Chen, Yunfang, Fang, Jianzhang, Lu, Shaoyou, Wu, Yan, Chen, Dazhi, Huang, Liyan, Cheng, Cong, Ren, Lu, Zhu, Ximiao, Fang, Zhanqiang
Journal of hazardous materials 2015 v.297 pp. 278-285
X-ray diffraction, X-ray photoelectron spectroscopy, absorption, aqueous solutions, carbon, catalysts, cation exchange, hydrogen peroxide, irradiation, mineralization, nanomaterials, pH, photocatalysis, scanning electron microscopes, thermal degradation, transmission electron microscopes, transmission electron microscopy, wastewater
This study aims at photocatalytic degradation of 2,4-DCP with the assistance of H2O2 in aqueous solution by a composite catalyst of Ag-rectorite. The catalysts were prepared via a novel thermal decomposition method followed after the cation-exchange process. The synthesized nano-materials were characterized by X-ray diffraction (XRD), X-ray photoelectron spectroscopy (XPS), Brunauer–Emmett–Teller (BET) surface analyzer, Ultraviolet–visible light (UV–vis) absorption spectra, field-emission scanning electron microscope (FE-SEM) and transmission electron microscope (TEM).
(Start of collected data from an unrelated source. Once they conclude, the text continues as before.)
//! Door state model and the pure transition function.
//!
//! The transition function decides, from a requested resting state and the
//! cached current state, which command (if any) to send and which
//! provisional states to assume while the door moves. It never produces
//! `Stopped`; that state is only ever observed through reconciliation.

use serde::{Deserialize, Serialize};

/// Physical door state.
///
/// `Stopped` is reported by the device (motion interrupted mid-travel),
/// never computed by [`transition`].
#[derive(Debug, Clone, Copy, PartialEq, Eq, Serialize, Deserialize)]
#[serde(rename_all = "lowercase")]
pub enum DoorState {
    Open,
    Closed,
    Opening,
    Closing,
    Stopped,
}

impl DoorState {
    /// Whether this is a resting state (`open` or `closed`).
    pub fn is_rest(self) -> bool {
        matches!(self, Self::Open | Self::Closed)
    }
}

impl std::fmt::Display for DoorState {
    fn fmt(&self, f: &mut std::fmt::Formatter<'_>) -> std::fmt::Result {
        match self {
            Self::Open => write!(f, "open"),
            Self::Closed => write!(f, "closed"),
            Self::Opening => write!(f, "opening"),
            Self::Closing => write!(f, "closing"),
            Self::Stopped => write!(f, "stopped"),
        }
    }
}

/// The resting state a user or automation can request.
#[derive(Debug, Clone, Copy, PartialEq, Eq, Serialize, Deserialize)]
#[serde(rename_all = "lowercase")]
pub enum TargetState {
    Open,
    Closed,
}

impl TargetState {
    /// The equivalent physical state.
    pub fn door_state(self) -> DoorState {
        match self {
            Self::Open => DoorState::Open,
            Self::Closed => DoorState::Closed,
        }
    }
}

impl std::fmt::Display for TargetState {
    fn fmt(&self, f: &mut std::fmt::Formatter<'_>) -> std::fmt::Result {
        match self {
            Self::Open => write!(f, "open"),
            Self::Closed => write!(f, "closed"),
        }
    }
}

/// Command to send to the physical device.
#[derive(Debug, Clone, Copy, PartialEq, Eq)]
pub enum DoorAction {
    Open,
    Close,
}

impl std::fmt::Display for DoorAction {
    fn fmt(&self, f: &mut std::fmt::Formatter<'_>) -> std::fmt::Result {
        match self {
            Self::Open => write!(f, "open"),
            Self::Close => write!(f, "close"),
        }
    }
}

/// Outcome of [`transition`]: the command to send (if any) and the
/// provisional states to cache while it executes.
#[derive(Debug, Clone, Copy, PartialEq, Eq)]
pub struct Transition {
    pub action: Option<DoorAction>,
    pub target: TargetState,
    pub current: DoorState,
}

/// Compute the action and provisional states for a target-state request.
///
/// Requests consistent with in-flight motion are no-ops. Requests contrary
/// to in-flight motion reverse the door and force the target to match the
/// action actually taken, so observers are never left inconsistent.
///
/// A request while the door is `Stopped` resumes normal operation: the door
/// has to be driven out of the degraded state by an explicit command, it is
/// never auto-resolved here or by polling.
pub fn transition(requested: TargetState, current: DoorState) -> Transition {
    match (requested, current) {
        // Close requests
        (TargetState::Closed, DoorState::Open) => Transition {
            action: Some(DoorAction::Close),
            target: TargetState::Closed,
            current: DoorState::Closing,
        },
        (TargetState::Closed, DoorState::Closed) => Transition {
            action: None,
            target: TargetState::Closed,
            current: DoorState::Closed,
        },
        // Mid-open reversal: the target is forced to closed to match the
        // command actually sent.
        (TargetState::Closed, DoorState::Opening) => Transition {
            action: Some(DoorAction::Close),
            target: TargetState::Closed,
            current: DoorState::Closing,
        },
        (TargetState::Closed, DoorState::Closing) => Transition {
            action: None,
            target: TargetState::Closed,
            current: DoorState::Closing,
        },
        (TargetState::Closed, DoorState::Stopped) => Transition {
            action: Some(DoorAction::Close),
            target: TargetState::Closed,
            current: DoorState::Closing,
        },

        // Open requests
        (TargetState::Open, DoorState::Open) => Transition {
            action: None,
            target: TargetState::Open,
            current: DoorState::Open,
        },
        (TargetState::Open, DoorState::Closed) => Transition {
            action: Some(DoorAction::Open),
            target: TargetState::Open,
            current: DoorState::Opening,
        },
        (TargetState::Open, DoorState::Opening) => Transition {
            action: None,
            target: TargetState::Open,
            current: DoorState::Opening,
        },
        // Mid-close reversal
        (TargetState::Open, DoorState::Closing) => Transition {
            action: Some(DoorAction::Open),
            target: TargetState::Open,
            current: DoorState::Opening,
        },
        (TargetState::Open, DoorState::Stopped) => Transition {
            action: Some(DoorAction::Open),
            target: TargetState::Open,
            current: DoorState::Opening,
        },
    }
}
The different mechanisms of degradation process with or without visible light irradiation were discussed, respectively. Moreover, the degradation efficiency of 2,4-DCP wastewater under Ag-rectorite/H2O2/visible light system was investigated by series of experiments, concerning on effects of major operation factors, such as H2O2 dosage and the initial pH value. The highest degradation rate was observed when adding 0.18mL H2O2 into 50mL 2,4-DCP solution, and the optimal pH value was 4 for the reaction. Afterwards, total organic carbon (TOC) experiments were carried out to evaluate the mineralization ratio of 2,4-DCP.